## [Directions]
The entries that follow include a run beginning at the line with "let snapshot = collect_snapshot(p);" and ending at the line with "(String::from_utf8(buf).unwrap(), code)"; restate that run word for word and leave the rest out.

(Saved data entries)
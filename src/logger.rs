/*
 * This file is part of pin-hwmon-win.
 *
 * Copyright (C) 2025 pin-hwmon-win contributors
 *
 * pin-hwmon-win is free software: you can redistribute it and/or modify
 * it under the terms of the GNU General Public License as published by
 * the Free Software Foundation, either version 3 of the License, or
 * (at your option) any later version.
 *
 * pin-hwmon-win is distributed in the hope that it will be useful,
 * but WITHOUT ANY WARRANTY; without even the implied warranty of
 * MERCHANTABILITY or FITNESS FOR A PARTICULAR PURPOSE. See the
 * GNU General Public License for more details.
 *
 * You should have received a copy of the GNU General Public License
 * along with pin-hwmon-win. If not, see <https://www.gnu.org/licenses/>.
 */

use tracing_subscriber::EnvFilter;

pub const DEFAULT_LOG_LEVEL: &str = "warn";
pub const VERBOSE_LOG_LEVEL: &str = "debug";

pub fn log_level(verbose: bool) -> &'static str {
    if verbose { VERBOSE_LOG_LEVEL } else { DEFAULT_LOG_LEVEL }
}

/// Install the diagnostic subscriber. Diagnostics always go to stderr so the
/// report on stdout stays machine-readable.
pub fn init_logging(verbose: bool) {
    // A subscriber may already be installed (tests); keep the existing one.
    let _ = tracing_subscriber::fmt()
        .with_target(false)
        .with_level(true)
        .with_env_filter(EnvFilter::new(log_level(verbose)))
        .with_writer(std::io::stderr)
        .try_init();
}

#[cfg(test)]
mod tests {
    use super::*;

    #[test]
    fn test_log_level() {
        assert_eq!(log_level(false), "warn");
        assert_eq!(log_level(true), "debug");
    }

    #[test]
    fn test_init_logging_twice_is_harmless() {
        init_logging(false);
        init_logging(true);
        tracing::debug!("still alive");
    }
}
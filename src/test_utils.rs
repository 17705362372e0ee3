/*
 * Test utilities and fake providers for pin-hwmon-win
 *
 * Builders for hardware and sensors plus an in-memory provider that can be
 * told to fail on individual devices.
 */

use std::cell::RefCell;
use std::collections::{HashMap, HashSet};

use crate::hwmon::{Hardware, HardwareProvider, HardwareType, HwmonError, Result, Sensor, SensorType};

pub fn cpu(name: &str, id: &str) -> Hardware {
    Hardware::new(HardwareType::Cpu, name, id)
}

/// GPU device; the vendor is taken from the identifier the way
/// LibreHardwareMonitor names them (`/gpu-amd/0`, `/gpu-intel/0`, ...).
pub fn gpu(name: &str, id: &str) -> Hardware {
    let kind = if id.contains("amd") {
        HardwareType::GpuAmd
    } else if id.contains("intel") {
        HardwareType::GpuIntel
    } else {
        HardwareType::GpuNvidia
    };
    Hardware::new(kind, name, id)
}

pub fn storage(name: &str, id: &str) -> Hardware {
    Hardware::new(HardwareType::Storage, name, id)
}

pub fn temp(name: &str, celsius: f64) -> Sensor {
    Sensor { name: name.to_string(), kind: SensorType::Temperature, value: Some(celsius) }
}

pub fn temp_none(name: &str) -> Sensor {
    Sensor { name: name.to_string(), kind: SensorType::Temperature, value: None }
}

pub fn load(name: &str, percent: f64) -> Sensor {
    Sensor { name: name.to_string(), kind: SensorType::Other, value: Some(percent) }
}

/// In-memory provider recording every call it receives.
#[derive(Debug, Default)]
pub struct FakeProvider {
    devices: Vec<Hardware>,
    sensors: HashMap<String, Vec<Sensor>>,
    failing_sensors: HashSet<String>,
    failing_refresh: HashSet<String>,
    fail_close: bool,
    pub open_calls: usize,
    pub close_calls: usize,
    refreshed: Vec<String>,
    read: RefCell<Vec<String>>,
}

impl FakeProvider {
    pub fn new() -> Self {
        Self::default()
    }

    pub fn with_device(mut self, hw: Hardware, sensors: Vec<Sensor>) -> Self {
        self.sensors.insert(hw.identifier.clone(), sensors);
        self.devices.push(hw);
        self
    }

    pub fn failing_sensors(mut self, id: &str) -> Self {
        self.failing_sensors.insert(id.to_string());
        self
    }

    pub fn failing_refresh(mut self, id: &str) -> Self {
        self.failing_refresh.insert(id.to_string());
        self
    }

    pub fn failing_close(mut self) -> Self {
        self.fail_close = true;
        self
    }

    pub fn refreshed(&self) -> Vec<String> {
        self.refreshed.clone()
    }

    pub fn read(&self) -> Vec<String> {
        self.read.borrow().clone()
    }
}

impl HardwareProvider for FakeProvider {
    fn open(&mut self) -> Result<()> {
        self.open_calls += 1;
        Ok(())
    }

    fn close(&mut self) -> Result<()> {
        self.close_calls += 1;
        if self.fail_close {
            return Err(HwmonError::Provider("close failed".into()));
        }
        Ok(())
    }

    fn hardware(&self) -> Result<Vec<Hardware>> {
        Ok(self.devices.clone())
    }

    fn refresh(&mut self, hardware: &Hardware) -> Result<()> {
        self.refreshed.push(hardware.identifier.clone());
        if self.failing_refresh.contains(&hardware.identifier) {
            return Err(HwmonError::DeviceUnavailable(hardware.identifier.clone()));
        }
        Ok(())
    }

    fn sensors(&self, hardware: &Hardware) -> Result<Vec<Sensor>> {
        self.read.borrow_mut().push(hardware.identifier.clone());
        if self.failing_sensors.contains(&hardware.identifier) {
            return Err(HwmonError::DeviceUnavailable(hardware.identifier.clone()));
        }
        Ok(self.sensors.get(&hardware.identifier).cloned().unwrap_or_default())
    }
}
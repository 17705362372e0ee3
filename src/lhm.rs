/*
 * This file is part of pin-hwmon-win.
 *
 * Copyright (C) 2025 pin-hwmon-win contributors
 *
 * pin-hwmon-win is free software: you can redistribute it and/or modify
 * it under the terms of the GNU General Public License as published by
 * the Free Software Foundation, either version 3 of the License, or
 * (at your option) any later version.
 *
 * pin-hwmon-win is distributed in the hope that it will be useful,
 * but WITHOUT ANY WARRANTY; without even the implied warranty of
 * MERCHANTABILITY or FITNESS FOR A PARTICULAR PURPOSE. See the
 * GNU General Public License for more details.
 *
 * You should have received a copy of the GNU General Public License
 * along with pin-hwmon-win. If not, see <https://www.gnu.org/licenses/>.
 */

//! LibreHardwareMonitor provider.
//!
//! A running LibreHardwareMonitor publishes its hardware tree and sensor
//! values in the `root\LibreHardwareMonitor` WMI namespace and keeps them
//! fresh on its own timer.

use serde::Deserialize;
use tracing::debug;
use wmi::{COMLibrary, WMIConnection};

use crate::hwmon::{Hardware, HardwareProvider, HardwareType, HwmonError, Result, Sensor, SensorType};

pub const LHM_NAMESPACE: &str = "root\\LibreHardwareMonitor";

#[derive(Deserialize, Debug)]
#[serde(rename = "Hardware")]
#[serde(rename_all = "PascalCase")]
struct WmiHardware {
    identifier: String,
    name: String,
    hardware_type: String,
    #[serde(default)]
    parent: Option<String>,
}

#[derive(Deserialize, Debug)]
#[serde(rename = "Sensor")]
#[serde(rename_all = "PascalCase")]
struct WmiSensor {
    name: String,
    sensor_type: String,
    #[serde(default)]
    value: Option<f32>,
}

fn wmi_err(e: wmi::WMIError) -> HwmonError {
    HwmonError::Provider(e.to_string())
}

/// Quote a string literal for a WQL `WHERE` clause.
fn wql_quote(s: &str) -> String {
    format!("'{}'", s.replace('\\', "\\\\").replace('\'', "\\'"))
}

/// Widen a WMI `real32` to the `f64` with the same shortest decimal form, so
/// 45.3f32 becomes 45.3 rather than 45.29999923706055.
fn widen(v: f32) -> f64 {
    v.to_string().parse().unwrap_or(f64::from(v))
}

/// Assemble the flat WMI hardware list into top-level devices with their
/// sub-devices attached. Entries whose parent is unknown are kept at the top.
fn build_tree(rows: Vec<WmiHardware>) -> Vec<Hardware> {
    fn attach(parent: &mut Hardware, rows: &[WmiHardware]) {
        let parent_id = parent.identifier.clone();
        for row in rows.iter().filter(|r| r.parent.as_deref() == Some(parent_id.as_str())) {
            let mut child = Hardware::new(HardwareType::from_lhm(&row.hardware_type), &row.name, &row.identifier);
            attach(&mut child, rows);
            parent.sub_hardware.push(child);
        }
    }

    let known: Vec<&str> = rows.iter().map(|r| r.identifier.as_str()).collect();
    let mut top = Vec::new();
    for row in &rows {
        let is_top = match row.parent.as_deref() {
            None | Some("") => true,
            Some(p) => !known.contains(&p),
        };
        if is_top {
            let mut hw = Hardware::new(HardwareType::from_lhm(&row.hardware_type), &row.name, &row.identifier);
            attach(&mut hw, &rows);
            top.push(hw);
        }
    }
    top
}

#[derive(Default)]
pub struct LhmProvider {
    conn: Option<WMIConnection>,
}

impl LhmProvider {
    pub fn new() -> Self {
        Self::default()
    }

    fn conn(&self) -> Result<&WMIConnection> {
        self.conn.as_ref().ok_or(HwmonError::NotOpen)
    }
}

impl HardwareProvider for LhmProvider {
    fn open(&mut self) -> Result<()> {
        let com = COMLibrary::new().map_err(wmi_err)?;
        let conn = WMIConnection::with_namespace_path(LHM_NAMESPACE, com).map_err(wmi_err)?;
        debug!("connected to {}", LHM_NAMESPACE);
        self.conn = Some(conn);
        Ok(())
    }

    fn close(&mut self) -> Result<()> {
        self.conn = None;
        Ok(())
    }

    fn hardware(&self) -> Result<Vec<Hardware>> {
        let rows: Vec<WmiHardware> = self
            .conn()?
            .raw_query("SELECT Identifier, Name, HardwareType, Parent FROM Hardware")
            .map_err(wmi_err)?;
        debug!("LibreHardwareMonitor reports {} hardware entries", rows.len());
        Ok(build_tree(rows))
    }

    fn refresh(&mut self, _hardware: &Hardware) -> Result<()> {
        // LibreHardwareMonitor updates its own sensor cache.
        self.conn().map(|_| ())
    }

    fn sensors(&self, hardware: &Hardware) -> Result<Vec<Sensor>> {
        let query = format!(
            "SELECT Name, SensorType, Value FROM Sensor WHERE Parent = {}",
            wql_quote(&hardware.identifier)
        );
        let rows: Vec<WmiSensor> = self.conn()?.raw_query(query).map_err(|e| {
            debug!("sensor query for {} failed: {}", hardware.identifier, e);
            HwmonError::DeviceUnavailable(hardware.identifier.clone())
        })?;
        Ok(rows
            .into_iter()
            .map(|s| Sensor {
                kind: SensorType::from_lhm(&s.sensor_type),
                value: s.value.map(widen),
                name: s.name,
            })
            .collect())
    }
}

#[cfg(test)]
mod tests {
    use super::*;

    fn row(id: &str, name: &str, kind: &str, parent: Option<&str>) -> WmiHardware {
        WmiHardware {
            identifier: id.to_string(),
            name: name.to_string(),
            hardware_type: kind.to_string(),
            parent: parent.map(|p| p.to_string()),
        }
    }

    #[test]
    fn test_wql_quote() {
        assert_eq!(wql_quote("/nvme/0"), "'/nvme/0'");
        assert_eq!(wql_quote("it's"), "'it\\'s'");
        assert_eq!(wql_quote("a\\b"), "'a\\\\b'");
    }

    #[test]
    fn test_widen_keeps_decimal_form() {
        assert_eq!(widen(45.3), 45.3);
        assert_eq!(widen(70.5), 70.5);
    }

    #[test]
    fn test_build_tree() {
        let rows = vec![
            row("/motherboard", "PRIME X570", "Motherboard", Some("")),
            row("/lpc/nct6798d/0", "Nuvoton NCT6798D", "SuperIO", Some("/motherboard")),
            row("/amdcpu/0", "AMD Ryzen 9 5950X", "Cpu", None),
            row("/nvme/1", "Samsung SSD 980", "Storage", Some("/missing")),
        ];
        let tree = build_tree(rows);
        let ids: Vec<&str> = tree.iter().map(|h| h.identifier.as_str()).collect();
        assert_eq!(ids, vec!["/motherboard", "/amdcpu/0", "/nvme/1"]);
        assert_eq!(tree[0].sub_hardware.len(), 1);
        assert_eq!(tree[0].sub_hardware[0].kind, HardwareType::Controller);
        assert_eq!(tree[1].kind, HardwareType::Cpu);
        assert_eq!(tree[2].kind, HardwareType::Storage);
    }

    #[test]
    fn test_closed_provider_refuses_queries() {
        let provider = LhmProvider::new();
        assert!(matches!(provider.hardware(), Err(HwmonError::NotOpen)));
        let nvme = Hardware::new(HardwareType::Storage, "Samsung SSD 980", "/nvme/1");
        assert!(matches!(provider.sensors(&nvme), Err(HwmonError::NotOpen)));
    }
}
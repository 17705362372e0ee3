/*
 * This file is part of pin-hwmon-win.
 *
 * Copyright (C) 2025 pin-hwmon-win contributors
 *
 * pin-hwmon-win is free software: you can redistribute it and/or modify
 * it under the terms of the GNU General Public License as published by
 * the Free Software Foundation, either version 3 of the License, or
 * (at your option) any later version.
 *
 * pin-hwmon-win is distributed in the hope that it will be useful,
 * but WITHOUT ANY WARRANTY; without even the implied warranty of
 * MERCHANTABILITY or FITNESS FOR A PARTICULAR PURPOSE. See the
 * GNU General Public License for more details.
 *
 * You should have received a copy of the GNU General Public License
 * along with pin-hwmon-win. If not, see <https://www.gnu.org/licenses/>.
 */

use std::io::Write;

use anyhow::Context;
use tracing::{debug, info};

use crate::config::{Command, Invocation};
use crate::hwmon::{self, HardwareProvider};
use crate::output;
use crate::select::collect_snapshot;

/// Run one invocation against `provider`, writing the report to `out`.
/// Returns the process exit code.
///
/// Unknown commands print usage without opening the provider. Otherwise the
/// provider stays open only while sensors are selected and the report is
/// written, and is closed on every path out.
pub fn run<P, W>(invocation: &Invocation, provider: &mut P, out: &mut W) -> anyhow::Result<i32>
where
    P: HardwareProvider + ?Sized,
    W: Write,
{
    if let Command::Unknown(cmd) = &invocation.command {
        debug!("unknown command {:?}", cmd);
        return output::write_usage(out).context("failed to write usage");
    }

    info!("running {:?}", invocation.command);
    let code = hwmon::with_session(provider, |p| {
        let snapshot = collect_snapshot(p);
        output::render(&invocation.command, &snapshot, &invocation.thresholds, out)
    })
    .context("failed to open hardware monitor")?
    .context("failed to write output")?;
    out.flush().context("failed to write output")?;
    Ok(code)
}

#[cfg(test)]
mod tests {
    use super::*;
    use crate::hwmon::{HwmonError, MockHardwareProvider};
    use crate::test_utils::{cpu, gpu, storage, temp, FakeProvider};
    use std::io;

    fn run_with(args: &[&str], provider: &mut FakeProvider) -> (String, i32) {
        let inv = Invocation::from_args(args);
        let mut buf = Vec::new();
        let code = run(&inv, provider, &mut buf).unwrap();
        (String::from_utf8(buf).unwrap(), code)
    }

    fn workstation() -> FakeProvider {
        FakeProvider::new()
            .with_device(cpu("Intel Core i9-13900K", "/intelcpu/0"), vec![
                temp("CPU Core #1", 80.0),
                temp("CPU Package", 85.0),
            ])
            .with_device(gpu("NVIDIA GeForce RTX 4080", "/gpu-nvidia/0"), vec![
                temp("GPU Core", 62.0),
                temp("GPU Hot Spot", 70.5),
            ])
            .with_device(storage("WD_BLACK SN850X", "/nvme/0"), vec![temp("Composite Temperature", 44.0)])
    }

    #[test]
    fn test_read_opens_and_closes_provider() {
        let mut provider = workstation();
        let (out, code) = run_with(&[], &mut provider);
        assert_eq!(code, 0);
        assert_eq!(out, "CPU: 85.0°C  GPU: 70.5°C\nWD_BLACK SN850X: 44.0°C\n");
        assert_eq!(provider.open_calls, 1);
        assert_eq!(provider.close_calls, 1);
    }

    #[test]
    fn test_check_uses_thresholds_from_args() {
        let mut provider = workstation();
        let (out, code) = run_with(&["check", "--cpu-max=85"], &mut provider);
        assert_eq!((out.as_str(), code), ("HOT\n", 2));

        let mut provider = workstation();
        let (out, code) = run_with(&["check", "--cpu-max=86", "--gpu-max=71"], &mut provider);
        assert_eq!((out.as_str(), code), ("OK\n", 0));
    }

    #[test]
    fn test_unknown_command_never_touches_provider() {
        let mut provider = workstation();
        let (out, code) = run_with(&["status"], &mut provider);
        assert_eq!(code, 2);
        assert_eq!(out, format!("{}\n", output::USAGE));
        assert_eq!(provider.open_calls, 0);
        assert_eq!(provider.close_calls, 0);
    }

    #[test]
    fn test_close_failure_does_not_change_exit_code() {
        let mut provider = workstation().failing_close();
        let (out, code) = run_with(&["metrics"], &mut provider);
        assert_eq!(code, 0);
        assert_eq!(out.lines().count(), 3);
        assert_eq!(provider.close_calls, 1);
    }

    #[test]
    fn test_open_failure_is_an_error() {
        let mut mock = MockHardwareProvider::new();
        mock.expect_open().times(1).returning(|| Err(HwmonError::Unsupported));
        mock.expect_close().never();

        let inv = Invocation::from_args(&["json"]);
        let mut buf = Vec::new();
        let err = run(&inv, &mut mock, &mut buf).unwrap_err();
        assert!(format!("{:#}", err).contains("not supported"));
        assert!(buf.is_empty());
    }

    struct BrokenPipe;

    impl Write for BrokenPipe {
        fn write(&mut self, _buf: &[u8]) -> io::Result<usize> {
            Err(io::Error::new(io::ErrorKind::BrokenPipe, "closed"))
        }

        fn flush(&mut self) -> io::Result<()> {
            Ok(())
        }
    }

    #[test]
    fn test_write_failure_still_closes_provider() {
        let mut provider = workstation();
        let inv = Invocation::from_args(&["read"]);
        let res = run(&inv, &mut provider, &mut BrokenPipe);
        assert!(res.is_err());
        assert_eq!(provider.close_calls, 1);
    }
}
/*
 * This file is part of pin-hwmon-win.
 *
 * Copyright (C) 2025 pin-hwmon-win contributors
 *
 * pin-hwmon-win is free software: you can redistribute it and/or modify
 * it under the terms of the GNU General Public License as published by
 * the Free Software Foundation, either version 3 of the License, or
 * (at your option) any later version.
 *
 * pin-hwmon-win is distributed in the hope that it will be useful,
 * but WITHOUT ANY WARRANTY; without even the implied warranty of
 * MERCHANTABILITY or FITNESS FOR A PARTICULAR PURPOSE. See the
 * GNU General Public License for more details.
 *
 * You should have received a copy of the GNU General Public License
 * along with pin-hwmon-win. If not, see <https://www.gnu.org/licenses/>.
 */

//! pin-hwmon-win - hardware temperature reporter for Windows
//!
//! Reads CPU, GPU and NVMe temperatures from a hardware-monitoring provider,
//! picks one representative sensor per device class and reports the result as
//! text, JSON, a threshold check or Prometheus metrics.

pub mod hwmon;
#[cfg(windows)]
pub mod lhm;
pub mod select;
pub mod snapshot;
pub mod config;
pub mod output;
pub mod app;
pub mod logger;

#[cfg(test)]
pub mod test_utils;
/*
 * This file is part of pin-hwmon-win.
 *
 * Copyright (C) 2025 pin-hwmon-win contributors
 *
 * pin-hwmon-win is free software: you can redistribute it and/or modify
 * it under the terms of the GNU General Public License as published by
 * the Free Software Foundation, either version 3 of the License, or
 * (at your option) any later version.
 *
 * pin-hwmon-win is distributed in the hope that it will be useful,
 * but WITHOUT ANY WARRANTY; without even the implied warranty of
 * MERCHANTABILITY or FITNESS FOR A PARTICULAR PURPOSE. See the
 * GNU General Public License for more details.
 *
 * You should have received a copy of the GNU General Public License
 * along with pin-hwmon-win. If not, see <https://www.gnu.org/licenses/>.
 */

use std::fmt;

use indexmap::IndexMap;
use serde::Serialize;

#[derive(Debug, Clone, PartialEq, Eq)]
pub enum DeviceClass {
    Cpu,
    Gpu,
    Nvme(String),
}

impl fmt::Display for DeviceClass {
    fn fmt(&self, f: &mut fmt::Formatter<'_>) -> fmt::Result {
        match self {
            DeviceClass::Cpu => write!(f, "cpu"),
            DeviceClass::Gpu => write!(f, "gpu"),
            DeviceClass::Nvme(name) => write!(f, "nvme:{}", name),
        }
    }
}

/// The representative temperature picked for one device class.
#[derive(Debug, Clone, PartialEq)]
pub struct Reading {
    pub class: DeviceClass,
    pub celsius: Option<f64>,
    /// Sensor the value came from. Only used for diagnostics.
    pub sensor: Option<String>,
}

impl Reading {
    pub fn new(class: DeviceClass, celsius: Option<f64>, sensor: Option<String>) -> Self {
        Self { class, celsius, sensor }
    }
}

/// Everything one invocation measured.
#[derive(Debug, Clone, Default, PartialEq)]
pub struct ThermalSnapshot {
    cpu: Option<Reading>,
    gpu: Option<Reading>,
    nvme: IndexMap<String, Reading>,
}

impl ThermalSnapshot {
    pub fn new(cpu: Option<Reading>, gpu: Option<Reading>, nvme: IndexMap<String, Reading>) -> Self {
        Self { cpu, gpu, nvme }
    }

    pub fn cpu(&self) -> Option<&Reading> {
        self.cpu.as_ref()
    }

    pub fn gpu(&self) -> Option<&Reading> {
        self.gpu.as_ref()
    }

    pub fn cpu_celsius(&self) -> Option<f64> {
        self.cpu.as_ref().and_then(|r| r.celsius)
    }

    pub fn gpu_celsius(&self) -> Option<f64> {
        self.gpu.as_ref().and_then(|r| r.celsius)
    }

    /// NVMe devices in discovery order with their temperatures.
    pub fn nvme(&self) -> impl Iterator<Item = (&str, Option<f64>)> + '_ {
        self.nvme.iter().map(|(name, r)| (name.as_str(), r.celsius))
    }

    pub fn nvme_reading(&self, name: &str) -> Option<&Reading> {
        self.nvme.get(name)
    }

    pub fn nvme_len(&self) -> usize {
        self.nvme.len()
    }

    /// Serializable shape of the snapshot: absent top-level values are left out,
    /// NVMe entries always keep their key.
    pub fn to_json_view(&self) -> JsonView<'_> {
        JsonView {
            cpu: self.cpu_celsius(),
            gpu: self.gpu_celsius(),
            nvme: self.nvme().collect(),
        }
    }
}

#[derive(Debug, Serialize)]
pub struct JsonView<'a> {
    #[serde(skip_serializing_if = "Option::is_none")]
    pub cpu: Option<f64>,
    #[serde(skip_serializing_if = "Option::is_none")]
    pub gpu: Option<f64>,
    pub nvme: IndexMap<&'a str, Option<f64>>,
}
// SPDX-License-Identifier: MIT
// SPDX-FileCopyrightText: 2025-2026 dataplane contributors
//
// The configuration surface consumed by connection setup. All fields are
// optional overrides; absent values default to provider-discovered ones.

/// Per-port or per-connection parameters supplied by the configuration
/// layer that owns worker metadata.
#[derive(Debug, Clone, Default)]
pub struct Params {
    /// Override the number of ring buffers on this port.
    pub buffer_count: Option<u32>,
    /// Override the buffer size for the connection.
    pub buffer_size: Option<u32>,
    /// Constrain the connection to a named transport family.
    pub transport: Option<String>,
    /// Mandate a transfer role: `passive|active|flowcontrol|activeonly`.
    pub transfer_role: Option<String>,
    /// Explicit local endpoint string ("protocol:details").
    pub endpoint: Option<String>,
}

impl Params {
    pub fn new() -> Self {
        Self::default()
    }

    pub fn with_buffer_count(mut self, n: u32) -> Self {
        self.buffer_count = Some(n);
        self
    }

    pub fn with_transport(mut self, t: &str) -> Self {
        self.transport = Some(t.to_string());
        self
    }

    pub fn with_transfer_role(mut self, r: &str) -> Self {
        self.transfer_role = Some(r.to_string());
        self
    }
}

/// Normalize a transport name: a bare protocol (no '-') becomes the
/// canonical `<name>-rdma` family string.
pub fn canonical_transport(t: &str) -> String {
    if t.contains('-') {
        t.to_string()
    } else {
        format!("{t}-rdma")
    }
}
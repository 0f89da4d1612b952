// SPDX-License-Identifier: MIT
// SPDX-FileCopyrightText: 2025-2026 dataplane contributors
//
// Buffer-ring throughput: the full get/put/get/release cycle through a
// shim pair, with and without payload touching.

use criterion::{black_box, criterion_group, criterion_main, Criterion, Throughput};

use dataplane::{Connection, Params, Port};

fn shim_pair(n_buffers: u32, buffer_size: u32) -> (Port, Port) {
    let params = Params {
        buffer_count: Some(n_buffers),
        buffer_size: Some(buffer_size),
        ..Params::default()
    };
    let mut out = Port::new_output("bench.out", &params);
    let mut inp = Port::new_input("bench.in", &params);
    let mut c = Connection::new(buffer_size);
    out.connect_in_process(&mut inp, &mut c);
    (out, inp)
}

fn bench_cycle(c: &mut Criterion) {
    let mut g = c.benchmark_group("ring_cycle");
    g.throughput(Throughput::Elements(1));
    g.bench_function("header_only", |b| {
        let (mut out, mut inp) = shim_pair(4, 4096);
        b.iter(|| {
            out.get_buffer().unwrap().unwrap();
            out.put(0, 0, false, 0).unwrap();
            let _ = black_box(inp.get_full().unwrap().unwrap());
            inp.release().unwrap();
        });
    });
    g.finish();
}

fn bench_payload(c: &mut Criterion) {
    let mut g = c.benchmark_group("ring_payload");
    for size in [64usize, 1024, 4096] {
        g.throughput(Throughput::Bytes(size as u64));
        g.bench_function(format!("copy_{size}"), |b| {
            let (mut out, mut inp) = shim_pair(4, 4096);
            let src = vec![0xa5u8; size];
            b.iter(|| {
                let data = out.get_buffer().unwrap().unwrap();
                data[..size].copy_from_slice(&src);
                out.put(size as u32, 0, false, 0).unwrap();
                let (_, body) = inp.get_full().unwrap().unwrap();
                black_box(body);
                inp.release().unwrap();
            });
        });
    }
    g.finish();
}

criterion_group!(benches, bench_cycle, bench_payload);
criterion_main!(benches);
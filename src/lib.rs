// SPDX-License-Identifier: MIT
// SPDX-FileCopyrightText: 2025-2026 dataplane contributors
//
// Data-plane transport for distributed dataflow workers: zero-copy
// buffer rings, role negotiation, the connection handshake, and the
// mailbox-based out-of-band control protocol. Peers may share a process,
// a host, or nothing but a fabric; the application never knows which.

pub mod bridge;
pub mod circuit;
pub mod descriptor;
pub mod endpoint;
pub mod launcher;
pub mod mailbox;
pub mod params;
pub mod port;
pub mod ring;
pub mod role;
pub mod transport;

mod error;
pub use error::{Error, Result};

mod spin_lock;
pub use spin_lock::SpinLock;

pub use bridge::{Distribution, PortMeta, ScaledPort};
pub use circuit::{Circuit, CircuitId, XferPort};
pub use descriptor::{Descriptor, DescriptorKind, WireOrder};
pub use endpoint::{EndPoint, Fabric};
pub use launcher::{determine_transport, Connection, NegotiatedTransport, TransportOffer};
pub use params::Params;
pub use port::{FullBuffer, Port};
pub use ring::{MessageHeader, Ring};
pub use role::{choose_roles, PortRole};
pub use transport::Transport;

## [Solution to this task]
        let snapshot = collect_snapshot(p);
        output::render(&invocation.command, &snapshot, &invocation.thresholds, out)
    })
    .context("failed to open hardware monitor")?
    .context("failed to write output")?;
    out.flush().context("failed to write output")?;
    Ok(code)
}

#[cfg(test)]
mod tests {
    use super::*;
    use crate::hwmon::{HwmonError, MockHardwareProvider};
    use crate::test_utils::{cpu, gpu, storage, temp, FakeProvider};
    use std::io;

    fn run_with(args: &[&str], provider: &mut FakeProvider) -> (String, i32) {
        let inv = Invocation::from_args(args);
        let mut buf = Vec::new();
        let code = run(&inv, provider, &mut buf).unwrap();
        (String::from_utf8(buf).unwrap(), code)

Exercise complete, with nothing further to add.